Receive input → Manipulate input → Return output

And if we can define the input and output type, and somehow tell our computer that for this function, this MUST be the input/output type, our computer would be able to tell us if our function is indeed manipulating the input in the right way. How, you might ask?

My answer is, static type checking.


Static type checking

user_data = {"id": 123, "name": "Mr Incognito"}

def get_id(user_data: dict) -> int:
	return user_data["id"]

Let’s say your function retrieves user data. You manipulate the input to get user id. And you return user_id. Simple enough. But what happens if your function receives a dictionary that does not contain id?

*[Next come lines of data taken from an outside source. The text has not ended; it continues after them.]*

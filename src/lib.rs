//! A connection-less, reliable message transport built directly on UDP datagrams.
//!
//! Peers find each other through periodic multicast beacons and exchange logical
//! *messages* of arbitrary size. A message is split into *segments* of at most 1024
//! payload bytes, each carried in its own datagram, and reassembled on the receiving
//! side. Delivery is at-least-once: a receiver acknowledges every completed message,
//! and requests full or partial retransmission when segments go missing. Ordered
//! delivery per sender is available on top of that via a sequence number carried in
//! every data segment.
//!
//! ## Design goals
//!
//! * No connections and no handshake - a datagram from an unknown peer is enough to
//!   start talking to it
//! * Peer-to-peer without a server role; discovery via multicast plus an optional
//!   list of statically configured peers for networks where multicast is filtered
//! * One dedicated worker task owns all mutable per-peer state, so none of it needs
//!   locking; socket readers and application senders only feed queues
//! * Failures never propagate as panics: malformed traffic is dropped, transient
//!   socket errors leave the affected segment pending for the next pass
//!
//! ## Wire format
//!
//! Every datagram starts with the same header, all integers in network byte order:
//!
//! ```ascii
//!  0: protocol version (u8) - datagrams with any other value are dropped
//!  1: segment type (u8):
//!     * 0 Hello        periodic liveness / discovery announcement
//!     * 1 Data         one segment of a message
//!     * 2 Acknowledge  a message was fully reassembled
//!     * 3 Bye          graceful departure
//!     * 4 Abort        give up on a message (either direction)
//!     * 5 Timeout      receiver-side stall, asks for a full resend
//!     * 6 Retransmit   asks for specific segments to be resent
//!     * >= 7           unknown, dropped
//!  2: sender node id (u128)
//! 18: recipient node id (u128) - nil when addressed to everyone
//! 34: type-specific body
//! ```
//!
//! Type-specific bodies:
//!
//! ```ascii
//! Hello / Bye:
//!  0: announced node id (u128)
//!
//! Data:
//!  0: message id (i32) - monotonic counter scoped to the sender
//!  4: message size (i64)
//! 12: total segments (u16)
//! 14: segment number (u16)
//! 16: segment offset (u32)
//! 20: sequence (u64) - 0 for unordered, > 0 for ordered delivery
//! 28: payload (remainder of the datagram, at most 1024 bytes)
//!
//! Acknowledge / Abort / Timeout:
//!  0: message id (i32)
//!
//! Retransmit:
//!  0: message id (i32)
//!  4: number of segments (varint)
//!  *: (repeated) segment number (u16)
//! ```
//!
//! ## Liveness
//!
//! Every node announces itself on the multicast group at the beacon interval. A peer
//! that stays silent for five beacon intervals is considered dead, removed from the
//! directory, and reported through a node-lost event. A node that shuts down cleanly
//! sends a Bye so its peers do not have to wait for the timeout.

pub mod beacon;
pub mod config;
pub mod events;
pub mod message;
pub mod node_directory;
pub mod node_id;
pub mod processor;
pub mod reassembler;
pub mod resequencer;
pub mod segmenter;
pub mod send_pipeline;
pub mod transport;
pub mod wire;

#[cfg(test)]
mod tests {
    use tracing::Level;

    #[ctor::ctor]
    fn init_test_logging() {
        tracing_subscriber::fmt()
            .with_test_writer()
            .with_max_level(Level::DEBUG)
            .try_init()
            .ok();
    }
}
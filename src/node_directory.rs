use std::collections::VecDeque;
use std::net::SocketAddr;
use std::time::Duration;

use rustc_hash::FxHashMap;
use tokio::time::Instant;
use tracing::debug;

use crate::node_id::NodeId;
use crate::reassembler::ReassembledMessage;
use crate::resequencer::Resequencer;
use crate::segmenter::Segmenter;

/// Everything we track about one peer: where to reach it, when we last heard from
///  it, and all per-message transfer state in both directions.
pub struct NodeInfo {
    pub endpoint: SocketAddr,
    /// Nil for a statically configured peer we have not heard from yet. Once set to
    ///  a valid id it only changes through an explicit restart.
    pub node_id: NodeId,
    pub last_segment_received: Instant,
    /// outbound transfers, by message id
    pub segmenters: FxHashMap<i32, Segmenter>,
    /// inbound transfers, by message id
    pub reassemblers: FxHashMap<i32, ReassembledMessage>,
    pub resequencer: Resequencer,
    /// message ids delivered recently - late duplicates of these are ignored (but
    ///  re-acknowledged, in case the original Acknowledge got lost)
    recently_delivered: VecDeque<i32>,
}

impl NodeInfo {
    pub fn new(endpoint: SocketAddr, node_id: NodeId, now: Instant) -> NodeInfo {
        NodeInfo {
            endpoint,
            node_id,
            last_segment_received: now,
            segmenters: FxHashMap::default(),
            reassemblers: FxHashMap::default(),
            resequencer: Resequencer::new(),
            recently_delivered: VecDeque::new(),
        }
    }

    const DELIVERED_LOG_SIZE: usize = 256;

    pub fn record_delivered(&mut self, message_id: i32) {
        if self.recently_delivered.len() == Self::DELIVERED_LOG_SIZE {
            self.recently_delivered.pop_front();
        }
        self.recently_delivered.push_back(message_id);
    }

    pub fn was_delivered(&self, message_id: i32) -> bool {
        self.recently_delivered.contains(&message_id)
    }
}

/// What a Hello announcement meant for the directory.
#[derive(Debug, Eq, PartialEq)]
pub enum HelloOutcome {
    /// first time we hear from this node
    Discovered,
    /// known node, liveness refreshed
    Refreshed,
    /// a different id announced itself from a known endpoint - the peer restarted
    Restarted { previous: NodeId },
}

/// The per-peer state store, owned and mutated exclusively by the processor loop.
///  Discovered nodes are keyed by their id; statically configured peers are keyed by
///  endpoint since their id is unknown until they announce themselves.
pub struct NodeDirectory {
    nodes: FxHashMap<NodeId, NodeInfo>,
    endpoint_index: FxHashMap<SocketAddr, NodeId>,
    static_nodes: FxHashMap<SocketAddr, NodeInfo>,
}

impl NodeDirectory {
    pub fn new(static_peers: &[SocketAddr], now: Instant) -> NodeDirectory {
        let static_nodes = static_peers
            .iter()
            .map(|&endpoint| (endpoint, NodeInfo::new(endpoint, NodeId::NIL, now)))
            .collect();

        NodeDirectory {
            nodes: FxHashMap::default(),
            endpoint_index: FxHashMap::default(),
            static_nodes,
        }
    }

    pub fn on_hello(&mut self, node_id: NodeId, endpoint: SocketAddr, now: Instant) -> HelloOutcome {
        if let Some(&existing_id) = self.endpoint_index.get(&endpoint) {
            if existing_id != node_id {
                debug!(
                    "{:?} announced itself from {:?} which previously belonged to {:?} - peer restarted",
                    node_id, endpoint, existing_id
                );
                self.nodes.remove(&existing_id);
                self.endpoint_index.insert(endpoint, node_id);
                self.nodes.insert(node_id, NodeInfo::new(endpoint, node_id, now));
                return HelloOutcome::Restarted { previous: existing_id };
            }
        }

        match self.nodes.get_mut(&node_id) {
            Some(node) => {
                node.last_segment_received = now;
                if node.endpoint != endpoint {
                    debug!("{:?} moved from {:?} to {:?}", node_id, node.endpoint, endpoint);
                    self.endpoint_index.remove(&node.endpoint);
                    self.endpoint_index.insert(endpoint, node_id);
                    node.endpoint = endpoint;
                }
                HelloOutcome::Refreshed
            }
            None => {
                self.endpoint_index.insert(endpoint, node_id);
                self.nodes.insert(node_id, NodeInfo::new(endpoint, node_id, now));
                HelloOutcome::Discovered
            }
        }
    }

    /// Per-peer state for an inbound data/control segment, creating the entry if
    ///  this sender was never seen before. Returns whether the node is new.
    pub fn get_or_insert(
        &mut self,
        node_id: NodeId,
        endpoint: SocketAddr,
        now: Instant,
    ) -> (&mut NodeInfo, bool) {
        let newly_discovered = !self.nodes.contains_key(&node_id);
        if newly_discovered {
            self.endpoint_index.insert(endpoint, node_id);
        }

        let node = self
            .nodes
            .entry(node_id)
            .or_insert_with(|| NodeInfo::new(endpoint, node_id, now));
        node.last_segment_received = now;

        (node, newly_discovered)
    }

    pub fn get_mut(&mut self, node_id: &NodeId) -> Option<&mut NodeInfo> {
        self.nodes.get_mut(node_id)
    }

    /// The peer a control segment refers to: by id if the sender ever announced
    ///  itself, otherwise by endpoint (a static peer that never sent a Hello still
    ///  acknowledges messages we send it).
    pub fn resolve_mut(&mut self, node_id: &NodeId, endpoint: SocketAddr) -> Option<&mut NodeInfo> {
        if self.nodes.contains_key(node_id) {
            return self.nodes.get_mut(node_id);
        }
        self.static_nodes.get_mut(&endpoint)
    }

    pub fn remove(&mut self, node_id: &NodeId) -> Option<NodeInfo> {
        let node = self.nodes.remove(node_id)?;
        self.endpoint_index.remove(&node.endpoint);
        Some(node)
    }

    /// Number of discovered (live) peers - the beacon's peer count hint.
    pub fn peer_count(&self) -> usize {
        self.nodes.len()
    }

    /// Ids of discovered peers we have not heard from within the timeout.
    pub fn dead_peers(&self, now: Instant, timeout: Duration) -> Vec<NodeId> {
        self.nodes
            .values()
            .filter(|node| now.duration_since(node.last_segment_received) > timeout)
            .map(|node| node.node_id)
            .collect()
    }

    /// All peers with outbound state to advance: discovered nodes first, then the
    ///  statically configured ones.
    pub fn nodes_mut(&mut self) -> impl Iterator<Item = &mut NodeInfo> {
        self.nodes.values_mut().chain(self.static_nodes.values_mut())
    }

    pub fn static_nodes_mut(&mut self) -> impl Iterator<Item = &mut NodeInfo> {
        self.static_nodes.values_mut()
    }

    /// Drops partial reassemblies that have not seen a segment for the given
    ///  timeout - their sender has evidently given up on them.
    pub fn prune_stale_reassemblies(&mut self, now: Instant, timeout: Duration) {
        for node in self.nodes_mut() {
            node.reassemblers.retain(|message_id, message| {
                let stale = now.duration_since(message.last_activity()) > timeout;
                if stale {
                    debug!("dropping stale partial reassembly of message {}", message_id);
                }
                !stale
            });
        }
    }
}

bad_data = {"foo": 123, "bar": "Mr Incognito"}

def get_id(user_data: dict) -> int:
	return user_data["id"]

Now your function would throw a key error. But what if we were to guarantee the shape of the object get_id receives? That is to say, we annotate our function to say that the object that it receives will always contain id? By doing so, so long as the function receives said object, it would always be able to retrieve id and return it. Let us do this:

user_data = {"id": 123, "name": "Mr Incognito"}

class UserData:
	def __init__(self, id: int, name: str):
			self.name = name
			self.id = id

def get_id(user_data: UserData) -> int:
	return user_data.id

Great! Now we can guarantee that, so long as this function receives a UserData object, it would be able to return an id value.

But wait? This function is still flawed. It is unable to guarantee that the return object is an integer. What if, some user decides to funk around with my UserData class and do something like this:

user_data = {"id": "I am a bad user", "name": "Mr Incognito"}

class UserData:
	def __init__(self, id: int, name: str):
			self.name = name
			self.id = id

def get_id(user_data: UserData) -> int:
	return user_data.id

data = UserData(**user_data)
id = get_id(data)

print(id) # output: "I am a bad user"

id is now a string. So we would need to guarantee its type somehow. You can do so by using the inbuilt TypedDict or dataclass module, or downloading external libraries like Pydantic to help you. Either way, with the type guaranteed, and with the object shape guaranteed, you are guaranteed that the get_id function will always return the correct data, with the correct data type.


Closing thoughts

Python does not have inbuilt structs. However, there are ways to implement structs through the use of classes, and extending classes with certain modules.

Ultimately, typing the shape of your object makes it more difficult for bugs to hide, since your static type checker would identify type-related bugs in your code.